Wednesday, May 26, 2010

Every anecdote tells another story

@glynmoody picks up a #securitytheatre story from Bruce Schneier's blog, If You See Something, Think Twice About Saying Something (May 2010).

It seems someone got arrested for reporting a suspicious package. Bruce seizes on this as evidence that the security regime is stupid - both the rules and the people executing the rule - and Glyn says "we need more cases like this".

However, as @Foomandoonian points out (based on further information posted in the comments below Bruce's blog), the original news story that prompted Bruce's scorn omitted a crucial detail - an alleged identity between the person reporting the suspicious package and the person leaving it there in the first place. Glyn replies "sure, but I'm interested in the larger point, not the *facts*..."

So we appear to have a bit of face-saving and jumping-to-conclusions here. Either the police are unfairly accusing this gentleman of having deliberately made a false report, or Bruce and Glyn are unfairly pinning the tail on the wrong donkey this time.

Bruce is well-known for his criticism of security theatre, and his blog contains numerous examples of the theatre of the absurd. A few years ago, in my post Intelligence or Fear? I used one of his examples to illustrate intelligence and stupidity, in that instance preferring Bruce's interpretation of events to that of the Australian Prime Minister.
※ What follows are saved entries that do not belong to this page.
//! avsync Ingest - command-line entry point

mod env;

use anyhow::{Context, Result};
use avsync_common::logging::{init_logging, LogConfig, LogLevel};
use avsync_ingest::source::HttpSourceClient;
use avsync_ingest::{
    CheckpointCommand, Cli, Command, Commands, OperatorConfig, OperatorId, PgStore, RunController,
    RunStatus,
};
use clap::Parser;
use std::path::Path;
use std::process;
use std::sync::Arc;
use tokio::signal;
use tokio_util::sync::CancellationToken;
use tracing::{error, info, warn};

#[tokio::main]
async fn main() {
    let cli = Cli::parse();

    let code = match execute(&cli).await {
        Ok(code) => code,
        Err(e) => {
            error!(error = %e, "Command failed");
            eprintln!("Error: {e:#}");
            RunStatus::Failed.exit_code()
        },
    };
    process::exit(code);
}

async fn execute(cli: &Cli) -> Result<i32> {
    let operator = match &cli.command {
        Commands::Run { operator, .. } => operator,
        Commands::Checkpoints { command } => match command {
            CheckpointCommand::List { operator } | CheckpointCommand::Reset { operator, .. } => {
                operator
            },
        },
    };

    let mut log_config = LogConfig::for_operator(operator.as_str());
    if cli.verbose {
        log_config.level = LogLevel::Debug;
    }
    // Environment variables take precedence
    let log_config = log_config.with_env_overrides()?;
    let _guard = init_logging(&log_config)?;

    let config = load_config(&cli.env_dir, operator)?;

    match &cli.command {
        Commands::Run { command, .. } => run(config, *command).await,
        Commands::Checkpoints { command } => {
            checkpoints(config, command).await?;
            Ok(0)
        },
    }
}

fn load_config(env_dir: &Path, operator: &OperatorId) -> Result<OperatorConfig> {
    match env::load_operator_env(env_dir, operator)? {
        Some(path) => info!(path = %path.display(), "Using operator environment file"),
        None => warn!(dir = %env_dir.display(), "No .env file found, using process environment"),
    }
    env::operator_config(operator.clone(), |key| std::env::var(key).ok())
}

async fn connect(config: &OperatorConfig) -> Result<Arc<PgStore>> {
    let store = PgStore::connect(&config.store).await?;
    store
        .ensure_schema()
        .await
        .context("Failed to prepare target schema")?;
    Ok(Arc::new(store))
}

async fn run(config: OperatorConfig, command: Command) -> Result<i32> {
    let store = connect(&config).await?;
    let source = Arc::new(HttpSourceClient::new(&config.source)?);
    let controller =
        RunController::new(source, store.clone(), store, config.pipeline.clone())?;

    let cancel = CancellationToken::new();
    let on_signal = cancel.clone();
    tokio::spawn(async move {
        if let Err(e) = signal::ctrl_c().await {
            error!("Failed to install Ctrl+C handler: {}", e);
            return;
        }
        warn!("Interrupt received, finishing the current batch");
        on_signal.cancel();
    });

    let result = controller.run(&config.operator, command, cancel).await;
    println!(
        "{}",
        serde_json::to_string_pretty(&result).context("Failed to serialise run result")?
    );
    Ok(result.status.exit_code())
}

async fn checkpoints(config: OperatorConfig, command: &CheckpointCommand) -> Result<()> {
    use avsync_ingest::CheckpointStore;

    let store = connect(&config).await?;
    match command {
        CheckpointCommand::List { operator } => {
            let checkpoints = store.list(operator).await?;
            println!("{}", serde_json::to_string_pretty(&checkpoints)?);
        },
        CheckpointCommand::Reset { operator, stage, to } => {
            let checkpoint = store.reset(operator, *stage, *to).await?;
            match &checkpoint {
                Some(c) => info!(stage = %stage, watermark = %c.watermark, "Checkpoint moved"),
                None => info!(stage = %stage, "Checkpoint deleted"),
            }
            println!("{}", serde_json::to_string_pretty(&checkpoint)?);
        },
    }
    Ok(())
}
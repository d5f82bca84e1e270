//! Operator configuration from environment files
//!
//! Each operator keeps its credentials in `.env.<operator>`; a plain `.env` is
//! the fallback. Values already present in the process environment win.

use anyhow::{Context, Result};
use avsync_ingest::config::{
    BatchConfig, PipelineConfig, PrerequisitePolicy, RetryConfig, SourceConfig, StoreConfig,
    TransformConfig, WindowConfig,
};
use avsync_ingest::{OperatorConfig, OperatorId};
use std::path::{Path, PathBuf};
use std::str::FromStr;
use tracing::debug;

/// Load the operator's env file into the process environment.
pub fn load_operator_env(dir: &Path, operator: &OperatorId) -> Result<Option<PathBuf>> {
    let candidates = [dir.join(format!(".env.{operator}")), dir.join(".env")];

    for path in candidates {
        if path.is_file() {
            dotenvy::from_path(&path)
                .with_context(|| format!("Failed to load {}", path.display()))?;
            debug!(path = %path.display(), "Loaded operator environment");
            return Ok(Some(path));
        }
    }
    Ok(None)
}

/// Build and validate the operator's configuration from `lookup`.
pub fn operator_config<F>(operator: OperatorId, lookup: F) -> Result<OperatorConfig>
where
    F: Fn(&str) -> Option<String>,
{
    let required = |key: &str| {
        lookup(key)
            .filter(|value| !value.trim().is_empty())
            .with_context(|| format!("{key} is not set for operator '{operator}'"))
    };

    let source = SourceConfig {
        base_url: required("SOURCE_BASE_URL")?,
        client_id: required("SOURCE_CLIENT_ID")?,
        client_secret: required("SOURCE_CLIENT_SECRET")?,
        timeout_secs: parsed(&lookup, "SOURCE_TIMEOUT_SECS")?
            .unwrap_or(RetryConfig::default().request_timeout_secs),
    };

    let store_defaults = StoreConfig::new(required("DATABASE_URL")?);
    let store = StoreConfig {
        max_connections: parsed(&lookup, "DATABASE_MAX_CONNECTIONS")?
            .unwrap_or(store_defaults.max_connections),
        connect_timeout_secs: parsed(&lookup, "DATABASE_CONNECT_TIMEOUT_SECS")?
            .unwrap_or(store_defaults.connect_timeout_secs),
        ..store_defaults
    };

    let batch_defaults = BatchConfig::default();
    let batch = BatchConfig {
        page_size: parsed(&lookup, "PAGE_SIZE")?.unwrap_or(batch_defaults.page_size),
        load_batch_size: parsed(&lookup, "BATCH_SIZE")?.unwrap_or(batch_defaults.load_batch_size),
        max_in_flight_pages: parsed(&lookup, "MAX_IN_FLIGHT_PAGES")?
            .unwrap_or(batch_defaults.max_in_flight_pages),
        max_failure_rate: parsed(&lookup, "MAX_FAILURE_RATE")?
            .unwrap_or(batch_defaults.max_failure_rate),
        ..batch_defaults
    };

    let window_defaults = WindowConfig::default();
    let initial_load_days_past = match parsed::<i64, _>(&lookup, "INITIAL_LOAD_MONTHS_PAST")? {
        Some(months) => months
            .checked_mul(30)
            .with_context(|| format!("INITIAL_LOAD_MONTHS_PAST '{months}' is out of range"))?,
        None => window_defaults.initial_load_days_past,
    };
    let window = WindowConfig {
        initial_load_days_past,
        refresh_days_past: parsed(&lookup, "REFRESH_DAYS_PAST")?
            .unwrap_or(window_defaults.refresh_days_past),
        days_future: parsed(&lookup, "REFRESH_DAYS_FUTURE")?
            .unwrap_or(window_defaults.days_future),
    };

    let transform_defaults = TransformConfig::default();
    let transform = TransformConfig {
        senior_age_threshold: parsed(&lookup, "SENIOR_CREW_AGE_THRESHOLD")?
            .unwrap_or(transform_defaults.senior_age_threshold),
        unavailable_event_categories: lookup("UNAVAILABLE_EVENT_CATEGORIES")
            .map(|value| split_list(&value))
            .unwrap_or_else(|| transform_defaults.unavailable_event_categories.clone()),
        ..transform_defaults
    };

    let prerequisites = if parsed(&lookup, "REQUIRE_PREREQUISITE_CHECKPOINTS")?.unwrap_or(false) {
        PrerequisitePolicy::RequireCheckpoints
    } else {
        PrerequisitePolicy::TrustCaller
    };

    let config = OperatorConfig {
        operator,
        source,
        store,
        pipeline: PipelineConfig {
            batch,
            retry: RetryConfig::default(),
            window,
            transform,
            prerequisites,
        },
    };
    config.validate()?;
    Ok(config)
}

fn parsed<T, F>(lookup: &F, key: &str) -> Result<Option<T>>
where
    T: FromStr,
    T::Err: std::fmt::Display,
    F: Fn(&str) -> Option<String>,
{
    match lookup(key) {
        Some(value) if !value.trim().is_empty() => value
            .trim()
            .parse()
            .map(Some)
            .map_err(|err| anyhow::anyhow!("Invalid {key} '{value}': {err}")),
        _ => Ok(None),
    }
}

fn split_list(value: &str) -> Vec<String> {
    value
        .split(',')
        .map(str::trim)
        .filter(|item| !item.is_empty())
        .map(str::to_string)
        .collect()
}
Of course it is tempting to draw attention to any incident that seems to confirm one's strongly-held position about something or other.  I've probably done this myself from time to time. But it's not so good if you just find yourself misreading the facts to suit your prejudices.

2 comments:

  1. I've been guilty of posting a link to something that supports one of my strongly held beliefs, only to be rightly contradicted later. Twitter makes this kind of mistake exceptionally easy.

    I see Schneier updated his post. I'd have put the edit at the top to be super clear, but I think that concludes matters.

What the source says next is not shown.